Concentration and emission of airborne contaminants in a laboratory animal facility housing rabbits

Department of Vivarial Science and Research, Tulane University, New Orleans, LA, USA.
Journal of the American Association for Laboratory Animal Science: JAALAS (Impact Factor: 1.12). 04/2008; 47(2):39-48.
Source: PubMed


Characterization of animal housing conditions can determine the frequency of bedding and cage changes, which are not standardized from facility to facility.
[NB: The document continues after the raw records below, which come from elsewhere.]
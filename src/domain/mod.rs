//! Domain name classification.
//!
//! This module uses the Public Suffix List (PSL) to answer the questions the
//! checkers ask about a name.
//!
//! Key functions:
//! - `strip_wildcard()` - Splits a leading `*.` off a domain
//! - `public_suffix()` - The PSL suffix of a name, if the PSL knows it
//! - `registered_domain()` - The registrable domain (e.g. `example.co.uk`)
//! - `parent_domain()` - The name with its leftmost label removed

use psl::{List, Psl};

/// Splits `*.example.org` into `("example.org", true)`.
pub fn strip_wildcard(domain: &str) -> (&str, bool) {
    match domain.strip_prefix("*.") {
        Some(rest) => (rest, true),
        None => (domain, false),
    }
}

/// Returns the public suffix of `domain` when it matches an explicit PSL rule.
///
/// Names under an unlisted TLD return `None`, even though the PSL's implicit
/// `*` rule would technically match them.
pub fn public_suffix(domain: &str) -> Option<String> {
    List.suffix(domain.as_bytes())
        .filter(|suffix| suffix.is_known())
        .map(|suffix| String::from_utf8_lossy(suffix.as_bytes()).into_owned())
}

/// Returns the registrable domain of `domain`, or `None` if `domain` is
/// itself a public suffix.
pub fn registered_domain(domain: &str) -> Option<String> {
    List.domain(domain.as_bytes())
        .map(|registrable| String::from_utf8_lossy(registrable.as_bytes()).into_owned())
}

/// Removes exactly one leftmost label: `a.b.example.org` -> `b.example.org`.
pub fn parent_domain(domain: &str) -> Option<&str> {
    domain
        .split_once('.')
        .map(|(_, parent)| parent)
        .filter(|parent| !parent.is_empty())
}

#[cfg(test)]
mod tests {
    include!("tests.rs");
}
//! Engine configuration and constants.
//!
//! This module provides:
//! - Configuration constants (timeouts, limits, etc.)
//! - Per-scan options supplied by the operator
//! - Engine-wide configuration and CLI-facing option types

mod constants;
mod types;

// Re-export all constants
pub use constants::*;
pub use types::{EngineConfig, LogFormat, LogLevel, ScanOptions, UpstreamResolver};
//! http-01 specific checks.

use async_trait::async_trait;
use futures::future::join_all;
use hickory_resolver::proto::rr::RecordType;

use crate::checker::Checker;
use crate::context::ScanContext;
use crate::dns::{addresses, format_records};
use crate::error_handling::CheckError;
use crate::fetch::{check_http, HttpCheckResult};
use crate::method::ValidationMethod;
use crate::problem::{dns_lookup_failed, Problem, Severity};
use crate::security::is_address_reserved;

/// Checks that the validating resolver can resolve A and AAAA for the domain
/// and that the addresses are publicly routable.
pub struct DnsAChecker;

#[async_trait]
impl Checker for DnsAChecker {
    fn name(&self) -> &'static str {
        "dnsA"
    }

    async fn check(
        &self,
        ctx: &ScanContext,
        domain: &str,
        method: &ValidationMethod,
    ) -> Result<Vec<Problem>, CheckError> {
        if *method != ValidationMethod::Http01 {
            return Err(CheckError::NotApplicable);
        }

        let (aaaa, a) = futures::join!(
            ctx.lookup(domain, RecordType::AAAA),
            ctx.lookup(domain, RecordType::A)
        );

        let mut problems = Vec::new();
        let a = a.unwrap_or_else(|e| {
            problems.push(dns_lookup_failed(domain, "A", e));
            Vec::new()
        });
        let aaaa = aaaa.unwrap_or_else(|e| {
            problems.push(dns_lookup_failed(domain, "AAAA", e));
            Vec::new()
        });

        let records: Vec<_> = a.into_iter().chain(aaaa).collect();
        for ip in addresses(&records) {
            if is_address_reserved(ip) {
                problems.push(reserved_address(domain, &ip.to_string()));
            }
        }

        if addresses(&records).is_empty() {
            problems.push(no_records(domain, "No A or AAAA records found."));
        } else {
            problems.push(Problem::debug(
                "HTTPRecords",
                "A and AAAA records found for this domain",
                format_records(&records),
            ));
        }

        Ok(problems)
    }
}

fn no_records(name: &str, summary: &str) -> Problem {
    Problem::new(
        "NoRecords",
        format!(
            "No valid A or AAAA records could be ultimately resolved for {name}. \
             This means that Let's Encrypt would not be able to to connect to your domain to perform HTTP validation, \
             since it would not know where to connect to."
        ),
        summary,
        Severity::Fatal,
    )
}

fn reserved_address(name: &str, address: &str) -> Problem {
    Problem::new(
        "ReservedAddress",
        format!(
            "A private, inaccessible, IANA/IETF-reserved IP address was found for {name}. \
             Let's Encrypt will always fail HTTP validation for any domain that is pointing to an address that is not routable on the internet. \
             You should either remove this address and replace it with a public one or use the DNS validation method instead."
        ),
        address,
        Severity::Fatal,
    )
}

/// Sends a validation-style request to every address of the domain.
pub struct HttpAccessibilityChecker;

#[async_trait]
impl Checker for HttpAccessibilityChecker {
    fn name(&self) -> &'static str {
        "httpAccessibility"
    }

    async fn check(
        &self,
        ctx: &ScanContext,
        domain: &str,
        method: &ValidationMethod,
    ) -> Result<Vec<Problem>, CheckError> {
        if *method != ValidationMethod::Http01 {
            return Err(CheckError::NotApplicable);
        }

        // Lookup failures were already reported by the A/AAAA checker
        let mut ips = Vec::new();
        for rtype in [RecordType::AAAA, RecordType::A] {
            if let Ok(records) = ctx.lookup(domain, rtype).await {
                ips.extend(addresses(&records));
            }
        }
        if ips.is_empty() {
            return Ok(Vec::new());
        }

        let outcomes = join_all(ips.iter().map(|&ip| check_http(ctx, domain, ip))).await;

        let mut problems = Vec::new();
        let mut requests = Vec::with_capacity(outcomes.len());
        for (result, problem) in &outcomes {
            requests.push(format!(
                "Request to: {domain}/{}, Result: {result}, Issue: {}",
                result.ip,
                problem.as_ref().map(|p| p.name.as_str()).unwrap_or_default()
            ));
            if let Some(problem) = problem {
                problems.push(problem.clone());
            }
        }

        let answered = |v4: bool| {
            outcomes
                .iter()
                .map(|(result, _)| result)
                .find(|result| result.ip.is_ipv4() == v4 && !result.is_zero())
        };
        if let (Some(v4), Some(v6)) = (answered(true), answered(false)) {
            if v4.status_code != v6.status_code || v4.server_header != v6.server_header {
                problems.push(v4_v6_discrepancy(domain, v4, v6));
            }
        }

        problems.push(Problem::debug(
            "HTTPCheck",
            "Requests made to the domain",
            requests.join("\n"),
        ));
        Ok(problems)
    }
}

fn v4_v6_discrepancy(domain: &str, v4: &HttpCheckResult, v6: &HttpCheckResult) -> Problem {
    Problem::new(
        "IPv4IPv6Discrepancy",
        format!(
            "{domain} has both AAAA (IPv6) and A (IPv4) records. While they both appear to be accessible on the network, \
             we have detected that they produce differing results when sent an ACME HTTP validation request. \
             This may indicate that the IPv4 and IPv6 addresses may unintentionally point to different servers, \
             which would cause validation to fail."
        ),
        format!("{v4} vs {v6}"),
        Severity::Warning,
    )
}

#[cfg(test)]
mod tests {
    use super::*;
    use crate::config::ScanOptions;
    use crate::fetch::ProberConfig;
    use crate::test_support::{a_record, aaaa_record, context, resources, servfail, StubDirect, StubResolver};
    use axum::http::header::SERVER;
    use axum::Router;
    use std::sync::Arc;
    use std::time::Duration;
    use tokio::net::TcpListener;

    fn ctx(resolver: StubResolver) -> ScanContext {
        context(Arc::new(resolver), Arc::new(StubDirect::new()))
    }

    #[tokio::test]
    async fn test_records_are_listed() {
        let ctx = ctx(StubResolver::new()
            .with("example.org", RecordType::A, vec![a_record("example.org", "93.184.216.34")])
            .with(
                "example.org",
                RecordType::AAAA,
                vec![aaaa_record("example.org", "2606:2800:220:1:248:1893:25c8:1946")],
            ));

        let problems = DnsAChecker
            .check(&ctx, "example.org", &ValidationMethod::Http01)
            .await
            .unwrap();
        assert_eq!(problems.len(), 1);
        assert_eq!(problems[0].name, "HTTPRecords");
        assert!(problems[0].detail.contains("93.184.216.34"));
        assert!(problems[0].detail.contains("2606:2800:220:1:248:1893:25c8:1946"));
    }

    #[tokio::test]
    async fn test_reserved_address_is_fatal() {
        let ctx = ctx(StubResolver::new().with(
            "example.org",
            RecordType::A,
            vec![a_record("example.org", "192.168.1.10")],
        ));

        let problems = DnsAChecker
            .check(&ctx, "example.org", &ValidationMethod::Http01)
            .await
            .unwrap();
        let reserved: Vec<_> = problems.iter().filter(|p| p.name == "ReservedAddress").collect();
        assert_eq!(reserved.len(), 1);
        assert_eq!(reserved[0].detail, "192.168.1.10");
        assert!(reserved[0].is_fatal());
    }

    #[tokio::test]
    async fn test_no_records_and_lookup_failures() {
        let ctx = ctx(StubResolver::new().with_error(
            "example.org",
            RecordType::AAAA,
            servfail("example.org", RecordType::AAAA),
        ));

        let problems = DnsAChecker
            .check(&ctx, "example.org", &ValidationMethod::Http01)
            .await
            .unwrap();
        let names: Vec<_> = problems.iter().map(|p| p.name.as_str()).collect();
        assert_eq!(names, vec!["DNSLookupFailed", "NoRecords"]);
        assert!(problems[0].explanation.contains("example.org/AAAA"));
        assert_eq!(problems[1].detail, "No A or AAAA records found.");
    }

    #[tokio::test]
    async fn test_http_checkers_skip_dns01() {
        let ctx = ctx(StubResolver::new());
        for checker in [&DnsAChecker as &dyn Checker, &HttpAccessibilityChecker] {
            assert!(matches!(
                checker.check(&ctx, "example.org", &ValidationMethod::Dns01).await,
                Err(CheckError::NotApplicable)
            ));
        }
    }

    #[tokio::test]
    async fn test_accessibility_without_addresses_is_silent() {
        let ctx = ctx(StubResolver::new());
        let problems = HttpAccessibilityChecker
            .check(&ctx, "example.org", &ValidationMethod::Http01)
            .await
            .unwrap();
        assert!(problems.is_empty());
    }

    #[tokio::test]
    async fn test_accessibility_reports_each_request() {
        let app = Router::new().fallback(|| async { ([(SERVER, "v4-server")], "ok") });
        let listener = TcpListener::bind("127.0.0.1:0").await.unwrap();
        let port = listener.local_addr().unwrap().port();
        tokio::spawn(async move {
            axum::serve(listener, app).await.unwrap();
        });

        let resolver = StubResolver::new().with(
            "example.test",
            RecordType::A,
            vec![a_record("example.test", "127.0.0.1")],
        );
        let prober = ProberConfig {
            timeout: Duration::from_secs(5),
            dial_port: Some(port),
            ..Default::default()
        };
        let ctx = ScanContext::new(
            resources(Arc::new(resolver), Arc::new(StubDirect::new()), prober),
            ScanOptions::default(),
        );

        let problems = HttpAccessibilityChecker
            .check(&ctx, "example.test", &ValidationMethod::Http01)
            .await
            .unwrap();
        assert_eq!(problems.len(), 1);
        assert_eq!(problems[0].name, "HTTPCheck");
        assert!(problems[0]
            .detail
            .starts_with("Request to: example.test/127.0.0.1, Result: [Address=127.0.0.1,Address Type=IPv4,Server=v4-server,HTTP Status=200]"));
    }

    #[test]
    fn test_discrepancy_detail() {
        let mut v4 = HttpCheckResult::new("192.0.2.1".parse().unwrap());
        v4.status_code = 200;
        v4.initial_status_code = 200;
        let mut v6 = HttpCheckResult::new("2001:db8::1".parse().unwrap());
        v6.status_code = 404;
        v6.initial_status_code = 404;

        let problem = v4_v6_discrepancy("example.org", &v4, &v6);
        assert_eq!(problem.severity, Severity::Warning);
        assert_eq!(
            problem.detail,
            "[Address=192.0.2.1,Address Type=IPv4,Server=,HTTP Status=200] vs \
             [Address=2001:db8::1,Address Type=IPv6,Server=,HTTP Status=404]"
        );
    }
}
Rabbits produce noticeable odors, and their excreta can scald and stain cages. Our facility wanted to document measurable airborne contaminants in a laboratory rabbit room in which excreta pans were changed weekly and cages changed biweekly. Contaminants included particulate, endotoxin, ammonia, carbon dioxide, and a rabbit salivary protein as a marker for rabbit allergen. Concentrations were measured daily over a 2-wk period in a laboratory animal facility to determine whether they increased over time and on days considered to be the dirtiest. Except for ammonia, concentrations of all airborne contaminants did not differ between clean and dirty days. Concentrations were lower than occupational health exposure guidelines for all contaminants studied, including ammonia. After measurement of concentration, a model was applied to calculate mean emission factors in this rabbit room. Examples of emission factor utilization to determine airborne contaminant concentration in rabbit rooms under various environmental conditions and housing densities are provided.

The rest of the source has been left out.